Dans le brouillard des forêts tropicales du sud du Chiapas, à la frontière avec le Guatemala, poussent deux cultures susceptibles de disparaître à cause du changement climatique : le café et le cacao. Les agriculteurs ne peuvent plus prédire le temps qu’il fera pour planter, se protéger des pluies torrentielles qui amènent des parasites ou protéger leurs plantes de la grêle. Malgré cela, ceux qui s’accrochent encore à préserver leurs moyens de subsistance et à éviter de migrer vers la ville, comme beaucoup de membres de leur communauté, cherchent des moyens d’adapter leurs plantations. Ils suivent des cours où ils apprennent à se préparer aux intempéries et à diversifier leurs revenus. Cela leur permet de réduire les pertes de leur produit, un bien précieux qui – bien qu’il soit de plus en plus cher dans les cafés – ne donne pas de tranquillité d’esprit à leurs poches.

Selon une étude de la Haute école spécialisée de Zurich, les régions propices à la plantation de caféiers pourraient diminuer jusqu'à 50 % dans le monde au cours des 30 prochaines années. La prévision pour les cultures de cacao est similaire, perdant la moitié de leurs récoltes à cause de la sécheresse. Ces fruits sont particulièrement sensibles aux augmentations de température, qui réduisent considérablement les rendements des cultures, ainsi qu’aux sécheresses qui réduisent la production. Même si les agriculteurs du Chiapas ne s'inquiètent pas du manque d'eau, ils sont toujours frappés par l'excès. Avec une saison des pluies de plus en plus intense et changeante sur le calendrier, il est plus difficile de savoir quand planter pour que la pluie ne fasse pas tomber les fleurs avant qu'elles ne soient pollinisées. L’humidité empêche non seulement les fruits de se dessécher, mais attire également des champignons qui libèrent de redoutables ravageurs qui déciment les cultures. De plus, les glissements de terrain isolent les communautés et les laissent à la merci des « coyotes », des intermédiaires usuraires qui profitent de la vulnérabilité de ceux qui ne peuvent pas aller faire du commerce pour acheter le produit à un prix mercenaire.

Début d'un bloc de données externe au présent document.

//! Scene Data Model
//!
//! A [`Scene`](scene::Scene) is a flat map from name to [`Sprite`](sprite::Sprite);
//! each sprite carries a transform, a color, and a set of polyline
//! [`Shape`](sprite::Shape)s. The [`Camera`](camera::Camera) is a plain value
//! type describing zoom, pan, rotation, and viewport size.

pub mod camera;
pub mod scene;
pub mod sprite;

pub use camera::{Camera, VisibleBounds};
pub use scene::{Scene, BACKDROP_NAME};
pub use sprite::{Shape, Sprite};
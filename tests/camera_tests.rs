//! Camera & Viewport Integration Tests
//!
//! Tests for:
//! - Zoom clamping under arbitrary wheel deltas
//! - Screen ↔ world mapping and its inverse
//! - Visible bounds derivation
//! - Viewport cursor tracking

use glam::Vec2;
use glowline::{Camera, RenderSettings, Viewport, ViewportOptions};

// ============================================================================
// Zoom
// ============================================================================

#[test]
fn zoom_clamps_no_matter_how_large_the_wheel_delta() {
    let mut camera = Camera::default();
    camera.apply_wheel(1.0e9, 0.05);
    assert_eq!(camera.zoom, camera.zoom_max);

    camera.apply_wheel(-1.0e9, 0.05);
    assert_eq!(camera.zoom, camera.zoom_min);
}

#[test]
fn wheel_steps_scale_by_the_wheel_factor() {
    let mut camera = Camera::default();
    camera.apply_wheel(2.0, 0.05);
    assert!((camera.zoom - 1.1).abs() < 1e-6);
    camera.apply_wheel(-2.0, 0.05);
    assert!((camera.zoom - 1.0).abs() < 1e-6);
}

#[test]
fn set_zoom_clamps_directly() {
    let mut camera = Camera::new(800.0, 600.0, 0.5, 4.0);
    camera.set_zoom(100.0);
    assert_eq!(camera.zoom, 4.0);
    camera.set_zoom(0.0);
    assert_eq!(camera.zoom, 0.5);
}

// ============================================================================
// Screen ↔ World Mapping
// ============================================================================

#[test]
fn screen_center_maps_to_camera_origin() {
    // zoom=2, origin.x=10, width=800: screen x 400 is world x 10.
    let mut camera = Camera::default();
    camera.set_zoom(2.0);
    camera.origin = Vec2::new(10.0, 0.0);

    let world = camera.screen_to_world(Vec2::new(400.0, 300.0));
    assert_eq!(world, Vec2::new(10.0, 0.0));
}

#[test]
fn world_to_screen_inverts_screen_to_world() {
    let mut camera = Camera::default();
    camera.set_zoom(3.5);
    camera.origin = Vec2::new(-42.0, 17.0);

    for screen in [
        Vec2::new(0.0, 0.0),
        Vec2::new(123.0, 456.0),
        Vec2::new(800.0, 600.0),
    ] {
        let round_trip = camera.world_to_screen(camera.screen_to_world(screen));
        assert!((round_trip - screen).length() < 1e-3, "{screen:?}");
    }
}

#[test]
fn zoom_scales_world_distance_per_pixel() {
    let mut camera = Camera::default();
    camera.set_zoom(2.0);
    let a = camera.screen_to_world(Vec2::new(100.0, 300.0));
    let b = camera.screen_to_world(Vec2::new(200.0, 300.0));
    // 100 pixels at zoom 2 is 50 world units.
    assert!((b.x - a.x - 50.0).abs() < 1e-6);
}

// ============================================================================
// Visible Bounds
// ============================================================================

#[test]
fn visible_bounds_cover_viewport_over_zoom() {
    let mut camera = Camera::default();
    camera.set_zoom(2.0);
    camera.origin = Vec2::new(100.0, 50.0);

    let bounds = camera.visible_bounds();
    assert_eq!(bounds.width, 400.0);
    assert_eq!(bounds.height, 300.0);
    assert_eq!(bounds.left, -100.0);
    assert_eq!(bounds.top, -100.0);
    assert_eq!(bounds.right, 300.0);
    assert_eq!(bounds.bottom, 200.0);
}

// ============================================================================
// Viewport Cursor
// ============================================================================

#[test]
fn cursor_tracks_through_camera_transform() {
    let mut viewport = Viewport::new(ViewportOptions::default(), 800.0, 600.0);
    let world = viewport.set_cursor(400.0, 300.0);
    assert_eq!(world, Vec2::ZERO);
    assert!(viewport.cursor_changed() || world == Vec2::ZERO);

    viewport.camera.origin = Vec2::new(25.0, -25.0);
    let mut scene = glowline::Scene::new();
    viewport.update(&mut scene);
    // Same raw cursor, new camera: world cursor follows.
    assert_eq!(viewport.cursor_world(), Vec2::new(25.0, -25.0));
    assert!(viewport.cursor_changed());
}

#[test]
fn wheel_input_respects_configured_clamp() {
    let options = ViewportOptions {
        zoom_min: 0.25,
        zoom_max: 2.0,
        ..ViewportOptions::default()
    };
    let mut viewport = Viewport::new(options, 800.0, 600.0);
    for _ in 0..1000 {
        viewport.on_wheel(5.0);
    }
    assert_eq!(viewport.camera.zoom, 2.0);
}

#[test]
fn viewport_line_width_reaches_render_settings() {
    let options = ViewportOptions {
        line_width: 9.0,
        ..ViewportOptions::default()
    };
    let settings = options.render_settings();
    assert_eq!(settings.line_width, 9.0);
    // Bloom parameters stay at their defaults.
    let defaults = RenderSettings::default();
    assert_eq!(settings.kernel_radii, defaults.kernel_radii);
    assert_eq!(settings.level_weights, defaults.level_weights);
    assert_eq!(settings.bloom_strength, defaults.bloom_strength);
}
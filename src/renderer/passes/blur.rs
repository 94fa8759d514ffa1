//! Separable Gaussian blur pass
//!
//! One pipeline per configured radius, with the kernel weights baked into
//! the shader at compile time through the template engine — no weight
//! uniforms, no runtime loops over a maximum radius. Each rung of the bloom
//! ladder runs a horizontal pass into the ping target, then a vertical pass
//! into the pong target, using two small direction uniform blocks.

use crate::errors::Result;
use crate::renderer::passes::{begin_pass, post_bind_layout, post_pipeline, QUAD_VERTEX_COUNT};
use crate::renderer::shader::{ShaderManager, UniformBlock};
use crate::renderer::target_pool::TargetPool;

/// Normalized Gaussian half-kernel for `radius` taps each side of center.
fn gaussian_weights(radius: u32) -> Vec<f32> {
    let sigma = f64::from(radius).max(1.0) / 2.0;
    let weights: Vec<f64> = (0..=radius)
        .map(|i| (-f64::from(i * i) / (2.0 * sigma * sigma)).exp())
        .collect();
    let total: f64 = weights[0] + 2.0 * weights[1..].iter().sum::<f64>();
    weights.iter().map(|w| (w / total) as f32).collect()
}

pub struct BlurPass {
    radii: Vec<u32>,
    /// One pipeline per ladder rung, in `radii` order.
    pipelines: Vec<wgpu::RenderPipeline>,
    layout: wgpu::BindGroupLayout,
    horizontal_uniforms: UniformBlock,
    vertical_uniforms: UniformBlock,
    /// Per-rung horizontal bind group (reads that rung's source texture).
    horizontal_binds: Vec<wgpu::BindGroup>,
    /// Shared vertical bind group (always reads the ping target).
    vertical_bind: Option<wgpu::BindGroup>,
    quad: wgpu::Buffer,
}

impl BlurPass {
    pub fn new(
        device: &wgpu::Device,
        shaders: &mut ShaderManager,
        radii: &[u32],
        format: wgpu::TextureFormat,
    ) -> Result<Self> {
        let layout = post_bind_layout(device, "Blur Layout", 1);
        let pipeline_layout = device.create_pipeline_layout(&wgpu::PipelineLayoutDescriptor {
            label: Some("Blur Pipeline Layout"),
            bind_group_layouts: &[Some(&layout)],
            immediate_size: 0,
        });

        let pipelines = radii
            .iter()
            .map(|&radius| {
                let weights: Vec<String> = gaussian_weights(radius)
                    .iter()
                    .map(|w| format!("{w:?}"))
                    .collect();
                let ctx = minijinja::context! { radius => radius, weights => weights };
                let module = shaders.get_or_compile(device, "blur", ctx)?;
                Ok(post_pipeline(
                    device,
                    &format!("Blur Pipeline (r={radius})"),
                    &pipeline_layout,
                    &module,
                    format,
                    None,
                ))
            })
            .collect::<Result<Vec<_>>>()?;

        let horizontal_uniforms = UniformBlock::new(
            device,
            "Blur Horizontal Uniforms",
            &[("direction", 2), ("viewport_size", 2)],
        );
        let vertical_uniforms = UniformBlock::new(
            device,
            "Blur Vertical Uniforms",
            &[("direction", 2), ("viewport_size", 2)],
        );

        Ok(Self {
            radii: radii.to_vec(),
            pipelines,
            layout,
            horizontal_uniforms,
            vertical_uniforms,
            horizontal_binds: Vec::new(),
            vertical_bind: None,
            quad: super::create_quad_buffer(device),
        })
    }

    /// Updates the texel-size uniforms for a new target size.
    pub fn set_viewport(&mut self, queue: &wgpu::Queue, width: u32, height: u32) {
        let size = [width as f32, height as f32];
        self.horizontal_uniforms.set("direction", &[1.0, 0.0]);
        self.horizontal_uniforms.set("viewport_size", &size);
        self.vertical_uniforms.set("direction", &[0.0, 1.0]);
        self.vertical_uniforms.set("viewport_size", &size);
        self.horizontal_uniforms.upload(queue);
        self.vertical_uniforms.upload(queue);
    }

    /// Rebuilds bind groups: one horizontal group per rung reading
    /// `sources[i]`, one vertical group reading `ping_slot`.
    pub fn rebind(
        &mut self,
        device: &wgpu::Device,
        pool: &TargetPool,
        sources: &[usize],
        ping_slot: usize,
    ) {
        debug_assert_eq!(sources.len(), self.radii.len());

        let build = |slot: usize, uniforms: &UniformBlock, label: &str| {
            device.create_bind_group(&wgpu::BindGroupDescriptor {
                label: Some(label),
                layout: &self.layout,
                entries: &[
                    wgpu::BindGroupEntry {
                        binding: 0,
                        resource: wgpu::BindingResource::TextureView(pool.view(slot)),
                    },
                    wgpu::BindGroupEntry {
                        binding: 1,
                        resource: wgpu::BindingResource::Sampler(pool.sampler()),
                    },
                    wgpu::BindGroupEntry {
                        binding: 2,
                        resource: uniforms.buffer().as_entire_binding(),
                    },
                ],
            })
        };

        self.horizontal_binds = sources
            .iter()
            .enumerate()
            .map(|(i, &slot)| {
                build(
                    slot,
                    &self.horizontal_uniforms,
                    &format!("Blur H Bind Group (rung {i})"),
                )
            })
            .collect();
        self.vertical_bind = Some(build(ping_slot, &self.vertical_uniforms, "Blur V Bind Group"));
    }

    /// Runs rung `index`: horizontal into `ping`, vertical into `pong`.
    pub fn encode(
        &self,
        encoder: &mut wgpu::CommandEncoder,
        index: usize,
        ping: &wgpu::TextureView,
        pong: &wgpu::TextureView,
    ) {
        let pipeline = &self.pipelines[index];

        {
            let mut pass = begin_pass(
                encoder,
                "Blur Horizontal",
                ping,
                wgpu::LoadOp::Clear(wgpu::Color::TRANSPARENT),
            );
            pass.set_pipeline(pipeline);
            pass.set_bind_group(0, &self.horizontal_binds[index], &[]);
            pass.set_vertex_buffer(0, self.quad.slice(..));
            pass.draw(0..QUAD_VERTEX_COUNT, 0..1);
        }
        {
            let mut pass = begin_pass(
                encoder,
                "Blur Vertical",
                pong,
                wgpu::LoadOp::Clear(wgpu::Color::TRANSPARENT),
            );
            pass.set_pipeline(pipeline);
            pass.set_bind_group(
                0,
                self.vertical_bind.as_ref().expect("rebind before encode"),
                &[],
            );
            pass.set_vertex_buffer(0, self.quad.slice(..));
            pass.draw(0..QUAD_VERTEX_COUNT, 0..1);
        }
    }

    /// Number of ladder rungs.
    #[must_use]
    pub fn rung_count(&self) -> usize {
        self.radii.len()
    }
}
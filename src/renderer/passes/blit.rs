//! Blit pass
//!
//! Straight texture-to-texture copy through a fullscreen quad, used to seed
//! the blur ladder from the scene target and to park each ladder rung's
//! result in its level texture. A sampled draw rather than a buffer copy so
//! source and destination formats never have to match exactly.

use rustc_hash::FxHashMap;

use crate::errors::Result;
use crate::renderer::passes::{begin_pass, post_bind_layout, post_pipeline, QUAD_VERTEX_COUNT};
use crate::renderer::shader::{ShaderManager, UniformBlock};
use crate::renderer::target_pool::TargetPool;

pub struct BlitPass {
    pipeline: wgpu::RenderPipeline,
    layout: wgpu::BindGroupLayout,
    uniforms: UniformBlock,
    /// Source slot → bind group, rebuilt when the pool reallocates.
    bind_groups: FxHashMap<usize, wgpu::BindGroup>,
    quad: wgpu::Buffer,
}

impl BlitPass {
    pub fn new(
        device: &wgpu::Device,
        queue: &wgpu::Queue,
        shaders: &mut ShaderManager,
        format: wgpu::TextureFormat,
    ) -> Result<Self> {
        let layout = post_bind_layout(device, "Blit Layout", 1);
        let pipeline_layout = device.create_pipeline_layout(&wgpu::PipelineLayoutDescriptor {
            label: Some("Blit Pipeline Layout"),
            bind_group_layouts: &[Some(&layout)],
            immediate_size: 0,
        });
        let module = shaders.get_or_compile(device, "blit", minijinja::Value::default())?;
        let pipeline = post_pipeline(device, "Blit Pipeline", &pipeline_layout, &module, format, None);

        let mut uniforms = UniformBlock::new(device, "Blit Uniforms", &[("opacity", 1)]);
        uniforms.set("opacity", &[1.0]);
        uniforms.upload(queue);

        Ok(Self {
            pipeline,
            layout,
            uniforms,
            bind_groups: FxHashMap::default(),
            quad: super::create_quad_buffer(device),
        })
    }

    /// Rebuilds bind groups for the given source slots against the pool's
    /// current views.
    pub fn rebind(&mut self, device: &wgpu::Device, pool: &TargetPool, source_slots: &[usize]) {
        self.bind_groups.clear();
        for &slot in source_slots {
            let bind_group = device.create_bind_group(&wgpu::BindGroupDescriptor {
                label: Some(&format!("Blit Bind Group (slot {slot})")),
                layout: &self.layout,
                entries: &[
                    wgpu::BindGroupEntry {
                        binding: 0,
                        resource: wgpu::BindingResource::TextureView(pool.view(slot)),
                    },
                    wgpu::BindGroupEntry {
                        binding: 1,
                        resource: wgpu::BindingResource::Sampler(pool.sampler()),
                    },
                    wgpu::BindGroupEntry {
                        binding: 2,
                        resource: self.uniforms.buffer().as_entire_binding(),
                    },
                ],
            });
            self.bind_groups.insert(slot, bind_group);
        }
    }

    /// Copies `source_slot` into `target`.
    pub fn encode(
        &self,
        encoder: &mut wgpu::CommandEncoder,
        source_slot: usize,
        target: &wgpu::TextureView,
    ) {
        let bind_group = &self.bind_groups[&source_slot];
        let mut pass = begin_pass(
            encoder,
            "Blit Pass",
            target,
            wgpu::LoadOp::Clear(wgpu::Color::TRANSPARENT),
        );
        pass.set_pipeline(&self.pipeline);
        pass.set_bind_group(0, bind_group, &[]);
        pass.set_vertex_buffer(0, self.quad.slice(..));
        pass.draw(0..QUAD_VERTEX_COUNT, 0..1);
    }
}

Pour atténuer le flux de personnes déplacées par le climat qui abandonnent leurs cultures et atténuer le coup porté à l'économie des agriculteurs, l'Organisation internationale pour les migrations des Nations Unies a développé un programme d'écoles de terrain pour conseiller les producteurs face à des perspectives incertaines. Adriana Rodríguez, biologiste et coordinatrice du projet d'adaptation climatique pour l'agriculture, reconnaît que le changement climatique est un autre facteur déroutant et abstrait parmi les problèmes auxquels les communautés sont confrontées. Les villes du sud sont traversées par des réalités plus tangibles comme la pauvreté, la perte générationnelle des travailleurs de terrain, l'insécurité dans une zone disputée par les groupes armés et les catastrophes naturelles. « Il y a trois semaines, nous avons eu une pluie très intense. Il y avait beaucoup de boue et les communautés ont été isolées. Les zones les plus élevées, où pousse le café, sont plus à risque car ce sont des terrains très escarpés et dégradés à cause de la déforestation pour les cultures. Il n'y a pas de racines pour retenir le sol et elles sont emportées par les eaux », explique-t-il. De plus, compte tenu de l'augmentation de la température, les producteurs doivent rechercher le froid dans les zones les plus élevées pour planter, ce qui augmente le prix que demande l'ouvrier pour descendre les caisses dans la montagne. « Avec tous les risques climatiques auxquels ils sont confrontés, cela ne fonctionne plus pour eux », déplore Rodríguez.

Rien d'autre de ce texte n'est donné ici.